Actinomyces is commonly found among the normal bacteria in the mouth and throat. In general, the skin and the entire digestive tract normally contain a number of different bacteria and other organisms. Each area of the digestive tract contains a different collection of flora, or organisms. Even the highly acidic environment of the stomach contains bacteria adapted to live there. For an infection to develop, the bacteria must be able to penetrate beneath the surface of the skin or mucous membranes. For example, a cut in the gums or an area of inflamed gum tissue might allow an infection to develop.
Actinomycosis spreads from the original site of infection to adjacent sites and often forms multiple abscesses, or pockets of infection, fistulas, and sinus tracts. Fistulas and sinus tracts are new passageways that form within tissues.

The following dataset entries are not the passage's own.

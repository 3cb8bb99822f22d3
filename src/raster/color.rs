//! Colors: opaque RGB, RGBA for the vector layer, and the 16-entry palette.

use crate::error::{CanvasError, Result};

/// True-color RGB representation.
///
/// Uses 3 bytes for 24-bit color depth. This is the pixel type of every
/// opaque [`Frame`](super::Frame) and the color tag of printed text.
#[repr(C)]
#[derive(Clone, Copy, PartialEq, Eq, Default, Hash)]
pub struct Rgb {
    /// Red channel (0-255)
    pub r: u8,
    /// Green channel (0-255)
    pub g: u8,
    /// Blue channel (0-255)
    pub b: u8,
}

impl Rgb {
    /// Create a new RGB color.
    #[inline]
    pub const fn new(r: u8, g: u8, b: u8) -> Self {
        Self { r, g, b }
    }

    /// Black (0, 0, 0)
    pub const BLACK: Self = Self::new(0, 0, 0);
    /// White (255, 255, 255)
    pub const WHITE: Self = Self::new(255, 255, 255);
    /// Default foreground (white)
    pub const DEFAULT_FG: Self = Self::WHITE;
    /// Default background (black)
    pub const DEFAULT_BG: Self = Self::BLACK;

    /// Create from a 24-bit hex color (e.g., 0xFF5500).
    #[inline]
    pub const fn from_u32(hex: u32) -> Self {
        Self::new(
            ((hex >> 16) & 0xFF) as u8,
            ((hex >> 8) & 0xFF) as u8,
            (hex & 0xFF) as u8,
        )
    }

    /// Pack into a 24-bit hex value.
    #[inline]
    pub const fn to_u32(self) -> u32 {
        ((self.r as u32) << 16) | ((self.g as u32) << 8) | (self.b as u32)
    }

    /// Build a color from unchecked integer components.
    ///
    /// # Errors
    ///
    /// Returns [`CanvasError::OutOfRange`] naming the first component outside
    /// `0..=255`.
    pub fn checked(op: &'static str, r: i64, g: i64, b: i64) -> Result<Self> {
        Ok(Self::new(
            crate::error::component(op, r)?,
            crate::error::component(op, g)?,
            crate::error::component(op, b)?,
        ))
    }

    /// Attach an alpha channel.
    #[inline]
    pub const fn with_alpha(self, a: u8) -> Rgba {
        Rgba::new(self.r, self.g, self.b, a)
    }

    /// Source-over blend `src` onto this opaque color.
    #[inline]
    #[must_use]
    pub const fn blend(self, src: Rgba) -> Self {
        match src.a {
            0 => self,
            255 => src.rgb(),
            a => Self::new(
                blend_channel(src.r, self.r, a),
                blend_channel(src.g, self.g, a),
                blend_channel(src.b, self.b, a),
            ),
        }
    }
}

/// Alpha blend a single channel, rounded to nearest.
#[inline]
const fn blend_channel(src: u8, dst: u8, alpha: u8) -> u8 {
    let a = alpha as u32;
    ((src as u32 * a + dst as u32 * (255 - a) + 127) / 255) as u8
}

impl std::fmt::Debug for Rgb {
    fn fmt(&self, f: &mut std::fmt::Formatter<'_>) -> std::fmt::Result {
        write!(f, "#{:02x}{:02x}{:02x}", self.r, self.g, self.b)
    }
}

impl From<(u8, u8, u8)> for Rgb {
    #[inline]
    fn from((r, g, b): (u8, u8, u8)) -> Self {
        Self::new(r, g, b)
    }
}

impl From<u32> for Rgb {
    /// Convert from a 24-bit hex color (e.g., 0xFF5500)
    #[inline]
    fn from(hex: u32) -> Self {
        Self::from_u32(hex)
    }
}

/// RGB plus coverage, the pixel type of the vector layer.
#[repr(C)]
#[derive(Clone, Copy, PartialEq, Eq, Default, Hash)]
pub struct Rgba {
    /// Red channel (0-255)
    pub r: u8,
    /// Green channel (0-255)
    pub g: u8,
    /// Blue channel (0-255)
    pub b: u8,
    /// Alpha channel (0 = transparent, 255 = opaque)
    pub a: u8,
}

impl Rgba {
    /// Create a new RGBA color.
    #[inline]
    pub const fn new(r: u8, g: u8, b: u8, a: u8) -> Self {
        Self { r, g, b, a }
    }

    /// Fully transparent. The color bits are blue so an accidental opaque
    /// rendering is visible.
    pub const TRANSPARENT: Self = Self::new(0, 0, 255, 0);

    /// Drop the alpha channel.
    #[inline]
    pub const fn rgb(self) -> Rgb {
        Rgb::new(self.r, self.g, self.b)
    }

    /// Whether this pixel carries no coverage.
    #[inline]
    pub const fn is_transparent(self) -> bool {
        self.a == 0
    }
}

impl std::fmt::Debug for Rgba {
    fn fmt(&self, f: &mut std::fmt::Formatter<'_>) -> std::fmt::Result {
        write!(f, "#{:02x}{:02x}{:02x}{:02x}", self.r, self.g, self.b, self.a)
    }
}

impl From<Rgb> for Rgba {
    #[inline]
    fn from(rgb: Rgb) -> Self {
        rgb.with_alpha(255)
    }
}

/// The 16 named colors, indexed 0 through 15.
#[repr(u8)]
#[derive(Debug, Clone, Copy, PartialEq, Eq, Hash)]
pub enum NamedColor {
    /// (0, 0, 0)
    Black = 0,
    /// (0, 0, 128)
    DarkBlue = 1,
    /// (0, 128, 0)
    DarkGreen = 2,
    /// (0, 128, 128)
    DarkCyan = 3,
    /// (128, 0, 0)
    DarkRed = 4,
    /// (128, 0, 128)
    DarkMagenta = 5,
    /// (128, 128, 0)
    DarkYellow = 6,
    /// (192, 192, 192)
    Gray = 7,
    /// (128, 128, 128)
    DarkGray = 8,
    /// (0, 0, 255)
    Blue = 9,
    /// (0, 255, 0)
    Green = 10,
    /// (0, 255, 255)
    Cyan = 11,
    /// (255, 0, 0)
    Red = 12,
    /// (255, 0, 255)
    Magenta = 13,
    /// (255, 255, 0)
    Yellow = 14,
    /// (255, 255, 255)
    White = 15,
}

impl NamedColor {
    /// All palette entries in index order.
    pub const ALL: [Self; 16] = [
        Self::Black,
        Self::DarkBlue,
        Self::DarkGreen,
        Self::DarkCyan,
        Self::DarkRed,
        Self::DarkMagenta,
        Self::DarkYellow,
        Self::Gray,
        Self::DarkGray,
        Self::Blue,
        Self::Green,
        Self::Cyan,
        Self::Red,
        Self::Magenta,
        Self::Yellow,
        Self::White,
    ];

    /// The RGB value of this palette entry.
    pub const fn rgb(self) -> Rgb {
        match self {
            Self::Black => Rgb::new(0, 0, 0),
            Self::DarkBlue => Rgb::new(0, 0, 128),
            Self::DarkGreen => Rgb::new(0, 128, 0),
            Self::DarkCyan => Rgb::new(0, 128, 128),
            Self::DarkRed => Rgb::new(128, 0, 0),
            Self::DarkMagenta => Rgb::new(128, 0, 128),
            Self::DarkYellow => Rgb::new(128, 128, 0),
            Self::Gray => Rgb::new(192, 192, 192),
            Self::DarkGray => Rgb::new(128, 128, 128),
            Self::Blue => Rgb::new(0, 0, 255),
            Self::Green => Rgb::new(0, 255, 0),
            Self::Cyan => Rgb::new(0, 255, 255),
            Self::Red => Rgb::new(255, 0, 0),
            Self::Magenta => Rgb::new(255, 0, 255),
            Self::Yellow => Rgb::new(255, 255, 0),
            Self::White => Rgb::new(255, 255, 255),
        }
    }

    /// Look up a palette entry by index.
    ///
    /// # Errors
    ///
    /// Returns [`CanvasError::OutOfRange`] for indices outside `0..=15`.
    pub fn from_index(op: &'static str, index: i64) -> Result<Self> {
        usize::try_from(index)
            .ok()
            .and_then(|i| Self::ALL.get(i).copied())
            .ok_or_else(|| CanvasError::out_of_range(op, index, CanvasError::PALETTE))
    }
}

impl From<NamedColor> for Rgb {
    #[inline]
    fn from(named: NamedColor) -> Self {
        named.rgb()
    }
}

For example, a fistula may form between the chest cavity and the skin.
Actinomycosis is a rare infection in the United States, which maybe due to the widespread use of antibiotics and dental hygiene practices that tend to be better than in many areas of the world. Worldwide, the infection is more common among people in low socioeconomic class, particularly those with poor dental hygiene and poor access to dental care.
Men are three times more likely than women to get this infection, for unknown reasons. All races are equally susceptible. Actinomycosis can affect people of all ages, but most cases occur in people from 20 to 50 years of age.

Related Terms

Abdominal actinomycosis, abscess, Actinomyces, actinomycosis, anaerobic bacteria, cervicofacial actinomycosis, dental hygiene, DNA, fistula, genomics, giant cells, Gram stain, granuloma, intrauterine device, IUD, lumpy jaw disease, macrophages, monoclonal antibodies, penicillin, periodontal disease, phagocytes, polymicrobial infection, subacute infection, sulfur granules, sinus tract, thoracic actinomycosis.

types of the disease

The most common forms of Actinomyces are Actinomyces israelii, Actinomyces gerencseriae, and Propionibacterium propionicus. Some actinomycosis infections may combine between five and 10 different species of bacteria. This type of infection is known as a polymicrobial infection.

research

One focus of current research is in the area of monoclonal antibodies. Monoclonal antibodies are protein structures that can attach to bacteria such as Actinomyces spp. and inactivate them. These antibodies can also be used for specific identification of the bacteria's DNA. Monoclonal antibodies are usually produced in a laboratory by injecting mice with a bacterium such as Actinomyces species; the mice then make antibodies against the bacterium, which are then harvested and used as a drug.
Studies have used monoclonal antibodies for Tropheryma whipplei, which belongs to the actinomyces group of bacteria. Mice were injected with two different strains of the bacteria. The monoclonal antibodies produced by the mice were used to identify the bacterium in stool samples.
Another study used adhesive fimbria of the bacterium to produce monoclonal antibodies. Adhesive fimbria are hair-like structures on the surface of the bacterium that allow it to attach to specific structures in the host organism; for example, adhesive fimbria allows Tropheryma whipplei to attach to intestinal cells. The researchers reported that the identification of the genetic structure of the fimbria may lead to better understanding of how the bacterium produces an infection. This further understanding may lead to improved treatments.

future research

Future research will focus in the same areas as current research. Genomics will be used to further define the genetic makeup of Actinomyces spp. This further understanding will aid in the diagnosis and treatment of the disease.